Penduduk desa yang lain berbondong-bondong mendekat, sebagian menangis lega, sebagian lagi tercengang. Mereka berterima kasih kepada Jago, berlutut di hadapannya.
"Terima kasih, ksatria!" kata seorang tetua desa. "Kau telah menyelamatkan kami!"
Jago mengamati. "Beberapa warga sipil mengalami cedera. Membutuhkan bantuan medis."

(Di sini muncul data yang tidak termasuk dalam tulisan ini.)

//! The comparator deciding whether an expected and an actual value are equal.

use log::trace;
use serde::{Deserialize, Serialize};

use crate::convert::convert;
use crate::equality::{both_nan, deep_equal};
use crate::nil::is_nil_like;
use crate::value::Value;

/// Result of comparing an expected value with an actual value.
#[derive(Debug, Clone, Copy, PartialEq, Eq, Hash, Serialize, Deserialize)]
#[serde(rename_all = "snake_case")]
pub enum Outcome {
    /// The values are equal.
    Equal,
    /// The values differ.
    NotEqual,
    /// The expected value cannot be converted into the actual value's type.
    Incomparable,
}

impl Outcome {
    /// Returns whether the outcome stops an assertion of `polarity`.
    pub fn is_mismatch(self, polarity: Polarity) -> bool {
        polarity.fails(self)
    }
}

/// Whether an assertion expects equality or inequality.
#[derive(Debug, Clone, Copy, PartialEq, Eq, Hash, Serialize, Deserialize)]
#[serde(rename_all = "snake_case")]
pub enum Polarity {
    /// Assert equal.
    Positive,
    /// Assert not equal.
    Negative,
}

impl Polarity {
    /// Returns whether `outcome` is a failure under this polarity.
    ///
    /// [`Outcome::Incomparable`] never fails: asserting equality between values of
    /// unrelated types passes silently. Suites that rely on this keep working; use
    /// [`Polarity::fails_strict`] to reject it.
    pub fn fails(self, outcome: Outcome) -> bool {
        match self {
            Polarity::Positive => outcome == Outcome::NotEqual,
            Polarity::Negative => outcome == Outcome::Equal,
        }
    }

    /// Like [`Polarity::fails`], but positive assertions also fail on
    /// [`Outcome::Incomparable`].
    pub fn fails_strict(self, outcome: Outcome) -> bool {
        match self {
            Polarity::Positive => outcome != Outcome::Equal,
            Polarity::Negative => outcome == Outcome::Equal,
        }
    }
}

/// Full comparison result, including the converted expected value.
#[derive(Debug, Clone, PartialEq)]
pub struct Comparison {
    /// Decided outcome.
    pub outcome: Outcome,
    /// Expected value converted into the actual value's type, when a conversion happened.
    pub converted: Option<Value>,
}

impl Comparison {
    fn decided(outcome: Outcome) -> Self {
        Self {
            outcome,
            converted: None,
        }
    }

    /// Returns the expected value as it should be shown next to `actual`.
    pub fn shown_expected<'a>(&'a self, expected: &'a Value) -> &'a Value {
        self.converted.as_ref().unwrap_or(expected)
    }
}

/// Compares `expected` with `actual`, keeping the converted expected value.
pub fn evaluate(expected: &Value, actual: &Value) -> Comparison {
    let expected_nil = is_nil_like(expected);
    let actual_nil = is_nil_like(actual);
    if expected_nil || actual_nil {
        let outcome = if expected_nil && actual_nil {
            Outcome::Equal
        } else {
            Outcome::NotEqual
        };
        trace!("nil-like comparison: expected_nil={expected_nil} actual_nil={actual_nil}");
        return Comparison::decided(outcome);
    }

    let Some(target) = actual.type_of() else {
        return Comparison::decided(Outcome::Incomparable);
    };
    let Some(converted) = convert(expected, &target) else {
        trace!("expected value of kind {:?} does not convert to {target}", expected.kind());
        return Comparison::decided(Outcome::Incomparable);
    };

    let outcome = if both_nan(&converted, actual) || deep_equal(&converted, actual) {
        Outcome::Equal
    } else {
        Outcome::NotEqual
    };
    trace!("compared as {target}: {outcome:?}");
    Comparison {
        outcome,
        converted: Some(converted),
    }
}

/// Compares `expected` with `actual`.
pub fn compare(expected: &Value, actual: &Value) -> Outcome {
    evaluate(expected, actual).outcome
}

#[cfg(test)]
mod tests {
    use super::*;

    #[test]
    fn polarity_table() {
        assert!(Polarity::Positive.fails(Outcome::NotEqual));
        assert!(!Polarity::Positive.fails(Outcome::Equal));
        assert!(!Polarity::Positive.fails(Outcome::Incomparable));
        assert!(Polarity::Negative.fails(Outcome::Equal));
        assert!(!Polarity::Negative.fails(Outcome::NotEqual));
        assert!(!Polarity::Negative.fails(Outcome::Incomparable));
        assert!(Polarity::Positive.fails_strict(Outcome::Incomparable));
        assert!(!Polarity::Negative.fails_strict(Outcome::Incomparable));
        assert!(Outcome::Equal.is_mismatch(Polarity::Negative));
        assert!(!Outcome::Incomparable.is_mismatch(Polarity::Positive));
    }

    #[test]
    fn converted_value_is_shown() {
        let expected = Value::int(42);
        let actual = Value::float(41.5);
        let comparison = evaluate(&expected, &actual);
        assert_eq!(comparison.outcome, Outcome::NotEqual);
        assert_eq!(comparison.shown_expected(&expected), &Value::float(42.0));
    }
}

Meskipun desa bersukacita, ada kesedihan yang mendalam atas mereka yang telah menjadi korban serangan goblin. Jago melihat para korban dengan tatapan tenang. Ia merasakan kebutuhan untuk melindungi, untuk mencegah penderitaan ini terjadi lagi.
Di tengah semua itu, Lyra menatap Jago dengan mata yang penuh kekaguman. Ia tahu apa yang harus ia lakukan. Ia menarik-narik jubah Jago.
"Jago!" Lyra berkata dengan suara yang kuat dan jelas. "Aku ingin menjadi muridmu! Aku ingin belajar darimu agar aku bisa melindungi desaku juga!"
Jago menatap Lyra. Ia melihat tekad di mata gadis kecil itu, sebuah tekad yang mengingatkannya pada Kai. Ia merasakan panggilan baru, sebuah misi untuk membimbing.
"Baik," kata Jago, suaranya mekanis namun kini memiliki nada yang lebih lembut, sebuah janji yang tulus. "Kau akan menjadi murid pertamaku di dunia ini, Lyra."
Dan dengan demikian, di tengah reruntuhan desa yang telah diselamatkan, Jagoan Besi dari Langit Utara memulai babak baru dalam perjalanannya, bukan lagi sebagai Harmoni yang tak terlihat, tetapi sebagai penjaga fisik, seorang guru, dan harapan bagi dunia yang diselimuti kegelapan. Misi barunya telah dimulai, untuk menyebarkan cahaya di dimensi yang dikuasai oleh Raja Iblis Senen.